Rzecz jasna mógł dostać je za włączanie różnych cheatów, ale zobaczymy. Wygląda na to, że metoda Valve “zróbmy Vacban-wave’a tuż przed wyprzedażą”* nie będzie w planach Blizzarda :).
*Wbrew plotkom, to nie jest reguła, było sporo fal banów bez wyprzedaży, ale cóż, że kilka VAC-fal pokryło się z wyprzedażami, to już taka polityka Valve została przypisana.
I like it 🙂
@Wyspa
Until first false positive 😉
@aihS
Kiedyś nie można było udostępniać konta bratu, teraz nawet kompa nie mozna 😛
@aihS
Akurat patrząc do tego jak twórcy podchodzą do Overwatch to przypadki cziterstwa musza być dość widoczne. Netcode Overwatcha zbudowany jest tak że faworyzuje strzelającego, jeżeli więc są wątpliwości czy dany gracz został trafiony to system zawsze rozpatruje na niekorzyść tego co “się schował za murkiem” ;).

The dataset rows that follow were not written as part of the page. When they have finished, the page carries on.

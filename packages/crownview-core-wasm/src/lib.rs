use serde::Serialize;
use std::collections::BTreeMap;
use wasm_bindgen::prelude::*;

// Create a console module for logging
pub mod console;
// Typed errors for decoding, fetching, bounds and config
pub mod error;
// Shared data structures
pub mod models;
// Shapefile and dBASE records into polygon features
pub mod decoder;
// Clip rings to the image bounds
pub mod bbox_clip;
// Geographic to pixel coordinates
pub mod projector;
// Fetch, decode and clip one crown dataset
pub mod crown_loader;
// Species lookup, filtering and counts
pub mod species;
// Viewer metadata document
pub mod config;
// Currently displayed crown collection
pub mod session;

#[cfg(test)]
mod test_fixtures;

use config::ViewerConfig;
use console::ConsoleDiagnostics;
use crown_loader::JsFetcher;
use models::{CrownPolygon, GeographicBounds, ImageSize, Point};
use session::CrownSession;
use species::SpeciesCatalog;

// Enable better panic messages in console during development
#[cfg(feature = "console_error_panic_hook")]
pub use console_error_panic_hook::set_once as set_panic_hook;

#[wasm_bindgen]
extern "C" {
    // JavaScript function to fetch data from URL
    #[wasm_bindgen(js_namespace = wasmJsHelpers, catch)]
    pub fn fetch(url: &str) -> Result<js_sys::Promise, JsValue>;
}

// Use the macro from our console module
#[macro_export]
macro_rules! console_log {
    ($($t:tt)*) => (crate::console::log(&format!($($t)*)))
}

use std::sync::Once;
static INIT: Once = Once::new();

// This sets up the wasm_bindgen start functionality
#[wasm_bindgen(start)]
pub fn start() {
    INIT.call_once(|| {
        // Set the panic hook for better error messages
        #[cfg(feature = "console_error_panic_hook")]
        console_error_panic_hook::set_once();

        console_log!("WASM module initialized successfully");
    });
}

// Plain JS objects instead of ES Maps for attribute maps
fn to_js<T: Serialize>(value: &T) -> Result<JsValue, JsValue> {
    Ok(value.serialize(&serde_wasm_bindgen::Serializer::json_compatible())?)
}

// Image bounds arrive in config order: [[minLat, minLon], [maxLat, maxLon]]
fn bounds_from_js(image_bounds: JsValue) -> Result<GeographicBounds, JsValue> {
    let corners: [[f64; 2]; 2] = serde_wasm_bindgen::from_value(image_bounds)?;
    GeographicBounds::from_lat_lon_corners(corners).map_err(|e| JsValue::from_str(&e.to_string()))
}

// Explicit crowns from JS, or the session's current collection when omitted
fn crowns_from_js(crowns: JsValue) -> Result<Vec<CrownPolygon>, JsValue> {
    if crowns.is_undefined() || crowns.is_null() {
        let session = CrownSession::global().lock();
        return Ok((*session.crowns()).clone());
    }
    Ok(serde_wasm_bindgen::from_value(crowns)?)
}

// Config species list; an omitted list accepts every species name
fn catalog_from_js(known_species: JsValue) -> Result<SpeciesCatalog, JsValue> {
    if known_species.is_undefined() || known_species.is_null() {
        return Ok(SpeciesCatalog::default());
    }
    let known: Vec<String> = serde_wasm_bindgen::from_value(known_species)?;
    Ok(SpeciesCatalog::new(known))
}

/// Load the crowns of a shapefile and make them the session's current collection.
///
/// Resolves even when the shapefile cannot be fetched or decoded (with an
/// empty collection); only malformed `image_bounds` reject. The response
/// carries `committed: false` when a newer load started before this one
/// finished.
#[wasm_bindgen]
pub async fn load_crowns(shp_url: String, image_bounds: JsValue) -> Result<JsValue, JsValue> {
    let bounds = bounds_from_js(image_bounds)?;
    let load = crown_loader::load_into_session(
        CrownSession::global(),
        &JsFetcher,
        &shp_url,
        &bounds,
        &ConsoleDiagnostics,
    )
    .await;
    to_js(&load)
}

#[wasm_bindgen]
pub fn current_crowns() -> Result<JsValue, JsValue> {
    let crowns = CrownSession::global().lock().crowns();
    to_js(&*crowns)
}

#[wasm_bindgen]
pub fn clear_crowns() -> bool {
    CrownSession::global().lock().clear();
    true
}

/// Project crowns into pixel space for the image's current displayed size.
/// Pass `undefined` for `crowns` to project the session's collection.
#[wasm_bindgen]
pub fn project_crowns(
    crowns: JsValue,
    image_bounds: JsValue,
    width: f64,
    height: f64,
) -> Result<JsValue, JsValue> {
    let crowns = crowns_from_js(crowns)?;
    let bounds = bounds_from_js(image_bounds)?;
    let projected = projector::project_crowns(&crowns, &bounds, ImageSize { width, height })
        .map_err(|e| JsValue::from_str(&e.to_string()))?;
    to_js(&projected)
}

/// SVG `points` attribute for one pixel ring.
#[wasm_bindgen]
pub fn svg_points(ring: JsValue) -> Result<String, JsValue> {
    let ring: Vec<Point> = serde_wasm_bindgen::from_value(ring)?;
    Ok(projector::svg_points(&ring))
}

/// Keep the crowns whose species is among `selected`. `known_species` is the
/// config's species list used to validate attribute values.
#[wasm_bindgen]
pub fn filter_crowns_by_species(
    crowns: JsValue,
    selected: JsValue,
    known_species: JsValue,
) -> Result<JsValue, JsValue> {
    let crowns = crowns_from_js(crowns)?;
    let selected: Vec<String> = serde_wasm_bindgen::from_value(selected)?;
    let kept = species::filter_by_species(&crowns, &selected, &catalog_from_js(known_species)?);
    to_js(&kept)
}

/// Crown totals per species; `known_species` as for [`filter_crowns_by_species`].
#[wasm_bindgen]
pub fn species_counts(crowns: JsValue, known_species: JsValue) -> Result<JsValue, JsValue> {
    let crowns = crowns_from_js(crowns)?;
    to_js(&species::count_by_species(&crowns, &catalog_from_js(known_species)?))
}

#[derive(Serialize)]
struct ParsedConfig<'a> {
    config: &'a ViewerConfig,
    /// Lon/lat bounds, for display and debugging.
    bounds: GeographicBounds,
    /// Species id to `#rrggbb`
    colors: BTreeMap<String, String>,
}

#[wasm_bindgen]
pub fn parse_viewer_config(json: &str) -> Result<JsValue, JsValue> {
    let config = ViewerConfig::from_json(json).map_err(|e| JsValue::from_str(&e.to_string()))?;
    let bounds = config
        .image_bounds()
        .map_err(|e| JsValue::from_str(&e.to_string()))?;
    to_js(&ParsedConfig {
        config: &config,
        bounds,
        colors: config.species_colors(),
    })
}

#[wasm_bindgen]
pub fn attribute_path_for(shp_url: &str) -> String {
    crown_loader::attribute_path_for(shp_url)
}
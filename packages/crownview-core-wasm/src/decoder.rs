use dbase::FieldValue;
use shapefile::{Shape, ShapeReader};
use std::io::Cursor;

use crate::console::Diagnostics;
use crate::error::DecodeError;
use crate::models::{AttributeValue, Attributes, RawFeature, Ring};

// Outer and inner rings alike, as plain [x, y] loops; Z and M are dropped
macro_rules! xy_rings {
    ($polygon:expr) => {
        $polygon
            .rings()
            .iter()
            .map(|ring| ring.points().iter().map(|p| [p.x, p.y]).collect())
            .collect()
    };
}

/// Every record of a shapefile, in file order, including null and non-polygon shapes.
pub fn read_shapes(geometry: &[u8]) -> Result<Vec<Shape>, DecodeError> {
    let reader = ShapeReader::new(Cursor::new(geometry))?;
    Ok(reader.read()?)
}

/// Every row of a dBASE table, in file order, as attribute maps.
pub fn read_rows(table: &[u8]) -> Result<Vec<Attributes>, DecodeError> {
    let mut reader = dbase::Reader::new(Cursor::new(table))?;
    let records = reader.read()?;
    Ok(records
        .into_iter()
        .map(|record| {
            record
                .into_iter()
                .map(|(name, value)| (name, attribute_value(value)))
                .collect()
        })
        .collect())
}

/// Rings of a polygon shape; `None` for every other shape type.
pub fn polygon_rings(shape: Shape) -> Option<Vec<Ring>> {
    match shape {
        Shape::Polygon(polygon) => Some(xy_rings!(polygon)),
        Shape::PolygonM(polygon) => Some(xy_rings!(polygon)),
        Shape::PolygonZ(polygon) => Some(xy_rings!(polygon)),
        _ => None,
    }
}

fn text_value(text: String) -> AttributeValue {
    let trimmed = text.trim();
    if trimmed.is_empty() {
        AttributeValue::Null
    } else {
        AttributeValue::Text(trimmed.to_string())
    }
}

pub fn attribute_value(value: FieldValue) -> AttributeValue {
    match value {
        FieldValue::Character(Some(text)) => text_value(text),
        FieldValue::Numeric(Some(n)) => AttributeValue::Number(n),
        FieldValue::Float(Some(n)) => AttributeValue::Number(n as f64),
        FieldValue::Integer(n) => AttributeValue::Number(n as f64),
        FieldValue::Double(n) | FieldValue::Currency(n) => AttributeValue::Number(n),
        FieldValue::Logical(Some(flag)) => AttributeValue::Bool(flag),
        FieldValue::Date(Some(date)) => AttributeValue::Text(format!(
            "{:04}-{:02}-{:02}",
            date.year(),
            date.month(),
            date.day()
        )),
        _ => AttributeValue::Null,
    }
}

/// Decode a shapefile and, when available, its attribute table into polygon features.
///
/// Geometry errors abort decoding. Attribute errors are reported through
/// `diagnostics` and decoding continues in geometry-only mode, with every
/// feature carrying an empty attribute map.
///
/// The n-th geometry record pairs with the n-th table row. Non-polygon and
/// null records are dropped after pairing, so they never shift the rows of the
/// records that follow them. Geometries past the end of a short table get an
/// empty attribute map.
pub fn decode_features(
    geometry: &[u8],
    attributes: Option<&[u8]>,
    diagnostics: &dyn Diagnostics,
) -> Result<Vec<RawFeature>, DecodeError> {
    let shapes = read_shapes(geometry)?;

    let rows = match attributes.map(read_rows) {
        Some(Ok(rows)) => Some(rows),
        Some(Err(e)) => {
            diagnostics.warn(&format!(
                "Attribute table unreadable, continuing without attributes: {}",
                e
            ));
            None
        }
        None => None,
    };

    if let Some(rows) = &rows {
        if rows.len() != shapes.len() {
            diagnostics.warn(&format!(
                "Record count mismatch: {} geometries but {} attribute rows",
                shapes.len(),
                rows.len()
            ));
        }
    }

    let shape_count = shapes.len();
    let mut rows = rows.unwrap_or_default().into_iter();
    let mut features = Vec::new();
    for shape in shapes {
        let attributes = rows.next().unwrap_or_default();
        if let Some(rings) = polygon_rings(shape) {
            features.push(RawFeature { rings, attributes });
        }
    }

    diagnostics.info(&format!(
        "Decoded {} polygon features ({} non-polygon records skipped)",
        features.len(),
        shape_count - features.len()
    ));

    Ok(features)
}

Z tego powodu wątpię więc aby Blizz rozpatrywał na niekorzyść jakieś graniczne przypadki bo te po prostu wynikają z netcode gry 🙂
I prawidłowo. Zaczitował rz nie powinien już nigdy mieć dostępu do gry. Może wtedy się nauczą. Nienawidzę tych gównozjebów, którzy włącza czity i potem piszą jacy to oni są zajebiści i mają pro skilla. Ale psuć zabawę innym to już mogą. Uwielbiam takie akcje. Czitować to se można na single player. Ostatnio wreszcie w dotcie się zabrali za nich i już wygląda to trochę lepiej.
Po adresie MAC?
@/mamrotha
raczej po numerze procka
I’m lovin it! 🙂
I bardzo dobrze!
Chociaż w Chinach może skończyć się to skokami z dachu.
@Beti
W Chinach? Neee, bardziej Korea i Japonia. A w Japonii i tak będą mieli takich przypadków mało – większość graczy to zwariowani hikikomori i boją się podejść do okna 😉
A później kupujesz (np. od Nitka 😉 ) procesor po zaskakująco okazyjnej cenie i budzisz się z ręką w nocniku bo się okazuje, że ban na Overwatch jest gratis. 😀 Jak dalej pójdzie to Blizzard będzie musiał zacząć wystawiać certyfikaty “BAN FREE” na pecetowe podzespoły.
EDIT
A właściwie jak zakończyła się akcja z inPostem?